Photographs of homeless adults and children on display at the Metro Gallery in downtown Reno - Photo by Michael Okimoto

I had to look twice to confirm that the frames were really backwards on the haunting, yet beautiful photographs at the Faces of St. Vincent’s show in downtown Reno. Sure enough, photographer Jeff Ross did that on purpose- to get us to think about homeless children and adults in a new way.

As a professional photographer, Ross is used to making people look glamorous. But his latest project has a different mission. “We really wanted to put a face on poverty and for people not to turn their back on it,” Ross said when I asked him about the exhibit. The photographs are in black and white and were taken at St. Vincent’s dining room and other Catholic Community Services programs in Northern Nevada.

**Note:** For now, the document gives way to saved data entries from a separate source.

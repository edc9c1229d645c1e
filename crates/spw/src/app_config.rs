//! 🔧 App Configuration: the sacred TOML-to-struct pipeline.
//!
//! 📡 "Config not found: We looked everywhere. Under the couch. Behind the fridge.
//! In the junk drawer. Nothing." -- every developer at 3am 🦆
//!
//! 🏗️ Powered by Figment: `SPW_*` environment variables merged with an optional
//! TOML file (the file wins). Then [`AppConfig::validate`] rejects the knob
//! combinations that would parse fine and still ruin your night.

use std::path::{Path, PathBuf};
use std::time::Duration;

use anyhow::{Context, Result, bail};
use figment::{
    Figment,
    providers::{Env, Format, Toml},
};
use serde::Deserialize;
use tracing::info;

use crate::backends::{DirectoryBackupConfig, ElasticsearchSinkConfig, FileSinkConfig, SpoolQueueConfig};
use crate::compression::CompressionFormat;

/// ⏳ Upper bound on `retry_duration_secs`. Two hours of hoping is plenty.
pub const MAX_RETRY_DURATION_SECS: u64 = 7200;
/// 📬 Queue polls hand out at most this many records at a time.
pub const MAX_RECORDS_PER_POLL: usize = 10;

/// 📦 The AppConfig: one struct to rule them all, one struct to find them,
/// one struct to bring them all, and in the Figment bind them.
#[derive(Debug, Deserialize, Clone)]
pub struct AppConfig {
    /// 📬 Where records come from.
    pub queue_config: QueueConfig,
    /// 🕳️ Where batches go on a good day.
    pub sink_config: SinkConfig,
    /// 🧯 Where batches go on a bad day.
    pub backup_config: BackupConfig,
    #[serde(default)]
    pub pipeline: PipelineConfig,
    #[serde(default)]
    pub consumer: ConsumerConfig,
    /// 🧹 Optional subscription filter, applied once at startup.
    #[serde(default)]
    pub filter_policy: Option<FilterPolicyConfig>,
}

/// 📬 Record queue backends.
#[derive(Debug, Deserialize, Clone)]
pub enum QueueConfig {
    /// 🧪 Lives and dies with the process. Tests and demos only.
    InMemory,
    Spool(SpoolQueueConfig),
}

/// 🕳️ Sink backends.
#[derive(Debug, Deserialize, Clone)]
pub enum SinkConfig {
    InMemory,
    File(FileSinkConfig),
    Elasticsearch(ElasticsearchSinkConfig),
}

/// 🧯 Backup store backends.
#[derive(Debug, Deserialize, Clone)]
pub enum BackupStoreConfig {
    InMemory,
    Directory(DirectoryBackupConfig),
}

#[derive(Debug, Deserialize, Clone)]
pub struct BackupConfig {
    /// 🏷️ Prepended verbatim to every backup key. `failed/` gives you a folder.
    #[serde(default)]
    pub prefix: String,
    #[serde(default)]
    pub compression: CompressionFormat,
    pub store: BackupStoreConfig,
}

/// 🎛️ Buffering, retry and delivery knobs for the pipeline.
#[derive(Debug, Deserialize, Clone)]
pub struct PipelineConfig {
    /// ⏳ How long a failing batch keeps retrying before it is backed up. 0..=7200.
    #[serde(default = "default_retry_duration_secs")]
    pub retry_duration_secs: u64,
    /// 📏 A batch seals once it holds at least this many bytes.
    #[serde(default = "default_size_threshold_bytes", alias = "buffer_size_bytes")]
    pub size_threshold_bytes: usize,
    /// ⏰ A batch seals once it has been open this long.
    #[serde(default = "default_interval_secs", alias = "buffer_interval_secs")]
    pub interval_secs: u64,
    /// 🪣 Ingest refuses records beyond this many buffered-but-unfinished bytes.
    #[serde(default = "default_max_buffered_bytes")]
    pub max_buffered_bytes: usize,
    /// ⌛ Per sink/backup call. Separate from the retry budget.
    #[serde(default = "default_request_timeout_secs")]
    pub request_timeout_secs: u64,
    /// 🧵 Concurrent delivery workers.
    #[serde(default = "default_sink_parallelism", alias = "num_sink_workers")]
    pub sink_parallelism: usize,
    /// 🔁 First retry delay; doubles per attempt.
    #[serde(default = "default_initial_backoff_ms")]
    pub initial_backoff_ms: u64,
    /// 🧢 Retry delays never exceed this.
    #[serde(default = "default_max_backoff_secs")]
    pub max_backoff_secs: u64,
}

fn default_retry_duration_secs() -> u64 {
    300
}
fn default_size_threshold_bytes() -> usize {
    5 * 1024 * 1024
}
fn default_interval_secs() -> u64 {
    60
}
fn default_max_buffered_bytes() -> usize {
    64 * 1024 * 1024
}
fn default_request_timeout_secs() -> u64 {
    30
}
fn default_sink_parallelism() -> usize {
    1
}
fn default_initial_backoff_ms() -> u64 {
    500
}
fn default_max_backoff_secs() -> u64 {
    30
}

impl Default for PipelineConfig {
    fn default() -> Self {
        Self {
            retry_duration_secs: default_retry_duration_secs(),
            size_threshold_bytes: default_size_threshold_bytes(),
            interval_secs: default_interval_secs(),
            max_buffered_bytes: default_max_buffered_bytes(),
            request_timeout_secs: default_request_timeout_secs(),
            sink_parallelism: default_sink_parallelism(),
            initial_backoff_ms: default_initial_backoff_ms(),
            max_backoff_secs: default_max_backoff_secs(),
        }
    }
}

impl PipelineConfig {
    pub fn retry_duration(&self) -> Duration {
        Duration::from_secs(self.retry_duration_secs)
    }

    pub fn interval(&self) -> Duration {
        Duration::from_secs(self.interval_secs)
    }

    pub fn request_timeout(&self) -> Duration {
        Duration::from_secs(self.request_timeout_secs)
    }

    pub fn initial_backoff(&self) -> Duration {
        Duration::from_millis(self.initial_backoff_ms)
    }

    pub fn max_backoff(&self) -> Duration {
        Duration::from_secs(self.max_backoff_secs)
    }
}

/// 📬 Batch consumer knobs.
#[derive(Debug, Deserialize, Clone)]
pub struct ConsumerConfig {
    /// 1..=10, like the queues this was built for.
    #[serde(default = "default_max_records_per_poll")]
    pub max_records_per_poll: usize,
    #[serde(default = "default_poll_wait_secs")]
    pub poll_wait_secs: u64,
    /// 🧢 Cap for the backoff after a failed poll or a full pipeline.
    #[serde(default = "default_max_backoff_secs")]
    pub max_backoff_secs: u64,
}

fn default_max_records_per_poll() -> usize {
    MAX_RECORDS_PER_POLL
}
fn default_poll_wait_secs() -> u64 {
    20
}

impl Default for ConsumerConfig {
    fn default() -> Self {
        Self {
            max_records_per_poll: default_max_records_per_poll(),
            poll_wait_secs: default_poll_wait_secs(),
            max_backoff_secs: default_max_backoff_secs(),
        }
    }
}

impl ConsumerConfig {
    pub fn poll_wait(&self) -> Duration {
        Duration::from_secs(self.poll_wait_secs)
    }

    pub fn max_backoff(&self) -> Duration {
        Duration::from_secs(self.max_backoff_secs)
    }
}

/// 🧹 A subscription filter policy and where to register it.
#[derive(Debug, Deserialize, Clone)]
pub struct FilterPolicyConfig {
    pub subscription: String,
    /// 📒 JSON registry file mapping subscription → policy.
    pub registry: PathBuf,
    /// 📜 Attribute name → allowed values / conditions.
    pub policy: serde_json::Value,
}

impl AppConfig {
    /// 🚦 The checks serde can't express. Returns the first complaint, loudly.
    pub fn validate(&self) -> Result<()> {
        let p = &self.pipeline;
        if p.retry_duration_secs > MAX_RETRY_DURATION_SECS {
            bail!(
                "💀 pipeline.retry_duration_secs = {} is outside 0..={}. Nobody retries for that long and stays happy.",
                p.retry_duration_secs,
                MAX_RETRY_DURATION_SECS
            );
        }
        if p.size_threshold_bytes == 0 {
            bail!("💀 pipeline.size_threshold_bytes must be positive. A zero-byte batch is a philosophical stance, not a batch.");
        }
        if p.interval_secs == 0 {
            bail!("💀 pipeline.interval_secs must be positive");
        }
        if p.max_buffered_bytes < p.size_threshold_bytes {
            bail!(
                "💀 pipeline.max_buffered_bytes ({}) is smaller than size_threshold_bytes ({}). A batch could never fill up.",
                p.max_buffered_bytes,
                p.size_threshold_bytes
            );
        }
        if p.request_timeout_secs == 0 {
            bail!("💀 pipeline.request_timeout_secs must be positive");
        }
        if p.sink_parallelism == 0 {
            bail!("💀 pipeline.sink_parallelism must be at least 1. Zero workers deliver zero batches.");
        }
        if p.initial_backoff_ms == 0 || p.max_backoff_secs == 0 {
            bail!("💀 pipeline backoff settings must be positive");
        }
        let c = &self.consumer;
        if !(1..=MAX_RECORDS_PER_POLL).contains(&c.max_records_per_poll) {
            bail!(
                "💀 consumer.max_records_per_poll = {} is outside 1..={}",
                c.max_records_per_poll,
                MAX_RECORDS_PER_POLL
            );
        }
        if c.max_backoff_secs == 0 {
            bail!("💀 consumer.max_backoff_secs must be positive");
        }
        if let Some(filter) = &self.filter_policy {
            crate::filter_policy::FilterPolicy::parse(filter.policy.clone())
                .with_context(|| format!("💀 filter_policy for '{}' is not a valid policy", filter.subscription))?;
        }
        Ok(())
    }

    /// 🗺️ Human-readable wiring, one `(what, where)` row per component.
    /// The CLI prints it at startup so operators can see where things go.
    pub fn describe_wiring(&self) -> Vec<(String, String)> {
        let queue = match &self.queue_config {
            QueueConfig::InMemory => "in-memory".to_string(),
            QueueConfig::Spool(cfg) => format!("spool dir {}", cfg.directory.display()),
        };
        let sink = match &self.sink_config {
            SinkConfig::InMemory => "in-memory".to_string(),
            SinkConfig::File(cfg) => format!("file {}", cfg.file_name.display()),
            SinkConfig::Elasticsearch(cfg) => format!(
                "{}/{} (rotation {:?}{})",
                cfg.url.trim_end_matches('/'),
                cfg.index,
                cfg.index_rotation,
                if cfg.type_name.is_empty() { String::new() } else { format!(", type {}", cfg.type_name) }
            ),
        };
        let backup = match &self.backup_config.store {
            BackupStoreConfig::InMemory => format!("in-memory, prefix '{}'", self.backup_config.prefix),
            BackupStoreConfig::Directory(cfg) => {
                format!("{}/{}", cfg.directory.display(), self.backup_config.prefix)
            }
        };
        vec![
            ("📬 queue".to_string(), queue),
            ("🕳️ sink".to_string(), sink),
            ("🧯 backup".to_string(), backup),
            ("🗜️ compression".to_string(), format!("{:?}", self.backup_config.compression)),
            (
                "⏳ retry budget".to_string(),
                format!("{}s", self.pipeline.retry_duration_secs),
            ),
            (
                "📦 seal at".to_string(),
                format!(
                    "{} bytes or {}s",
                    self.pipeline.size_threshold_bytes, self.pipeline.interval_secs
                ),
            ),
        ]
    }
}

/// 🚀 Load the config: from a file, from env vars, or from the sheer power of hoping.
///
/// - `config_file_name` is None → `SPW_*` env vars only.
/// - `config_file_name` is Some → env vars + TOML file, merged. TOML wins on conflicts.
///
/// Nested keys in env vars use a double underscore: `SPW_PIPELINE__RETRY_DURATION_SECS=60`.
pub fn load_config(config_file_name: Option<&Path>) -> Result<AppConfig> {
    info!(
        "🔧 Loading configuration: {:#?}",
        config_file_name.unwrap_or(Path::new(""))
    );

    let config = Figment::new().merge(Env::prefixed("SPW_").split("__"));
    let config = match config_file_name {
        Some(file_name) => config.merge(Toml::file(file_name)),
        None => config,
    };

    let context_msg = match config_file_name {
        Some(path) => format!(
            "💀 Failed to parse configuration from file '{}' and environment variables (SPW_*). \
             The file exists in our hearts, but apparently not on disk.",
            path.display()
        ),
        None => "💀 Failed to parse configuration from environment variables (SPW_*). \
                 No file was provided, so this one's all on the environment. Classic."
            .to_string(),
    };

    let app_config: AppConfig = config.extract().context(context_msg)?;
    app_config.validate()?;
    Ok(app_config)
}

Ross said he’d been thinking about all the budget cuts, and how poverty has crept closer to everyone. “These are the people who are going to feel it first, ” he said. Indeed most people at the opening of the exhibit at the Metro Gallery at Reno City Hall seemed to study the photographs intently. I couldn’t take my eyes off them.

Ross wants these glimpses of daily life to allow people see his subjects in a different way. “I don’t think it’s voyeuristic, I think it’s an opportunity to see who they really are,” he explained. Ross also believes poverty is catching up to more people.

One of the photographs taken by Jeff Ross for his “Faces of St. Vincent’s” photography exhibit in downtown Reno

“Everyone in this room viewing this is maybe one or two steps closer to where those people are. There’s not much difference between them and us, as our economy worsens and our social safety net gets thinner,” he explained.

If you haven’t seen the Faces of St. Vincent’s show, you can still catch it at Reno city hall until March 26th. It’s well worth your time, and may cause you to think a little differently about the people you see on the street every day and the places that help them.

As for Catholic Community Services, which runs St. Vincent’s dining room and other programs, they’re seeing more people than ever who need help. Reverend George Wolf, a retired priest who serves on the board of directors of the agency, says requests have sky-rocketed. “We have almost doubled this past year in what we are asked to do to feed the poor, to provide them food,” he said. Catholic Community Services can always use donations and volunteers. You can reach them at (775) 322-7073 for more information.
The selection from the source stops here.